Structure prediction for molecular crystals is a longstanding challenge, as often minuscule free energy differences between polymorphs are sensitively affected by the description of electronic structure, the statistical mechanics of the nuclei and the cell, and thermal expansion. The importance of these effects has been individually established, but rigorous free energy calculations, which simultaneously account for all terms, have not been computationally viable.
Here we reproduce the experimental stabilities of polymorphs of prototypical compounds -- benzene, glycine, and succinic acid -- by computing rigorous first-principles Gibbs free energies, at a fraction of the cost of conventional methods. This is achieved by a bottom-up approach, which involves generating machine-learning potentials to calculate surrogate free energies and subsequently calculating true first-principles free energies using inexpensive free energy perturbations.

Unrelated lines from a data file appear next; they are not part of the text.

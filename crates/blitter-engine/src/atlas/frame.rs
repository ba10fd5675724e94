use crate::coords::{Rect, Vec2};

/// Opaque handle to a source image owned by a surface.
#[derive(Debug, Copy, Clone, Eq, PartialEq, Hash, Ord, PartialOrd)]
pub struct ImageHandle(pub u32);

/// Resolved atlas frame.
///
/// Frames are plain values: copying one copies the reference into the atlas,
/// not pixels.
#[derive(Debug, Copy, Clone, PartialEq)]
pub struct Frame {
    pub image: ImageHandle,
    /// Region of the source image, in source pixels.
    pub source: Rect,
    /// Offset of the drawn region from the sprite anchor.
    pub dst_offset: Vec2,
    /// Size of the drawn region. Equals `source.size` unless the atlas scales it.
    pub dst_size: Vec2,
}

impl Frame {
    /// Frame drawn 1:1 at the anchor.
    pub fn new(image: ImageHandle, source: Rect) -> Self {
        Self {
            image,
            source,
            dst_offset: Vec2::zero(),
            dst_size: source.size,
        }
    }

    #[inline]
    pub fn with_dst_offset(mut self, x: f32, y: f32) -> Self {
        self.dst_offset = Vec2::new(x, y);
        self
    }

    #[inline]
    pub fn with_dst_size(mut self, w: f32, h: f32) -> Self {
        self.dst_size = Vec2::new(w, h);
        self
    }

    /// Destination region relative to the anchor.
    #[inline]
    pub fn dst_rect(&self) -> Rect {
        Rect::from_origin_size(self.dst_offset, self.dst_size)
    }

    /// False for frames that would draw nothing.
    #[inline]
    pub fn has_area(&self) -> bool {
        !self.source.is_empty() && !self.dst_rect().is_empty()
    }
}

#[cfg(test)]
mod tests {
    use super::*;

    #[test]
    fn new_draws_source_size_at_anchor() {
        let f = Frame::new(ImageHandle(1), Rect::new(32.0, 0.0, 16.0, 24.0));
        assert_eq!(f.dst_rect(), Rect::new(0.0, 0.0, 16.0, 24.0));
        assert!(f.has_area());
    }

    #[test]
    fn zero_sized_frame_has_no_area() {
        let f = Frame::new(ImageHandle(1), Rect::new(0.0, 0.0, 16.0, 16.0)).with_dst_size(0.0, 16.0);
        assert!(!f.has_area());
    }
}
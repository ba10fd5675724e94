//! Renders a small scene of blitter containers to a PNG sequence.
//!
//! Each frame scrolls the camera; the HUD container has a zero scroll factor
//! and stays pinned while the world containers move.

mod config;
mod sheet;

use std::fs;

use anyhow::{Context, Result};
use blitter_engine::canvas::{Canvas, CanvasConfig};
use blitter_engine::coords::ColorRgba;
use blitter_engine::logging::{init_logging, LoggingConfig};
use blitter_engine::paint::BlendMode;
use blitter_engine::{render_blitter, Blitter, Bob, Camera};
use clap::Parser;

use config::StudioConfig;

fn main() -> Result<()> {
    init_logging(LoggingConfig::default());

    let config = StudioConfig::parse();
    fs::create_dir_all(&config.out_dir)
        .with_context(|| format!("creating {}", config.out_dir.display()))?;

    let mut canvas = Canvas::new(
        CanvasConfig::new(config.width, config.height).with_clear(ColorRgba::new(0.08, 0.08, 0.12, 1.0)),
    )?;
    let sheet = sheet::frames(canvas.add_image(sheet::build()));

    let mut world = Blitter::new(0.0, 40.0, sheet.arrow);
    for i in 0..12 {
        let bob = Bob::new(i as f32 * 20.0, (i % 3) as f32 * 18.0, sheet.arrow)
            .with_flip_x(i % 2 == 1)
            .with_flip_y(i % 4 == 3);
        world.push(bob);
    }
    for i in 0..4 {
        world.create_from(i as f32 * 64.0 + 8.0, 70.0, sheet.flag);
    }

    let mut glows = Blitter::new(0.0, 40.0, sheet.glow)
        .with_blend_mode(BlendMode::Add)
        .with_scroll_factor(0.5, 1.0);
    for i in 0..10 {
        glows.create(i as f32 * 30.0, (i % 2) as f32 * 40.0);
    }

    let mut hud = Blitter::new(4.0, 4.0, sheet.flag).with_scroll_factor(0.0, 0.0);
    hud.create(0.0, 0.0);
    hud.push(Bob::new(18.0, 0.0, sheet.flag).with_flip_x(true));

    let mut camera = Camera::new(0)?;

    log::info!(
        "rendering {} frame(s) of {}x{} to {}",
        config.frames,
        config.width,
        config.height,
        config.out_dir.display()
    );

    for frame in 0..config.frames {
        camera.set_scroll(frame as f32 * 12.0, 0.0);
        canvas.clear();

        for (name, blitter) in [("glows", &glows), ("world", &world), ("hud", &hud)] {
            let stats = render_blitter(&mut canvas, blitter, &camera)
                .with_context(|| format!("drawing {name} on frame {frame}"))?;
            log::debug!("frame {frame} {name}: {} direct, {} mirrored", stats.direct, stats.mirrored);
        }

        let path = config.out_dir.join(format!("frame_{frame:03}.png"));
        canvas
            .target()
            .save(&path)
            .with_context(|| format!("writing {}", path.display()))?;
    }

    log::info!("done");
    Ok(())
}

Accounting for all relevant physical effects is no longer a daunting task and provides the foundation for structure predictions for more complex systems of industrial importance.
This Materials Cloud archive contains first-principles training, validation, and test data for polymorphs of benzene, succinic acid, and glycine underlying the above-mentioned machine-learning potentials.
For each compound the archive provides two sets of data: the first based on DFT calculations with the semi-local PBE functional and the Tkatchenko-Scheffler dispersion correction, and the second based on DFT calculations with the hybrid PBE0 functional and the many-body dispersion correction of Tkatchenko et al. For each compound and both levels of electronic-structure theory, structure datasets in libatom extended-xyz format provide representative, thermalised configurations and the associated configurational energies, atomic forces, and stresses on the simulation cell. The configurations are extracted from a combination of classical temperature replica exchange molecular dynamics simulations and path-integral molecular dynamics for a representative set of perturbed unit cells based on the experimental structures of: forms I, II, Ihp and V' of benzene, alpha- and beta-succinic acid, and alpha-, beta-, gamma-, and delta-glycine. The detailed data provenance and dataset architecture is described in the attached README file.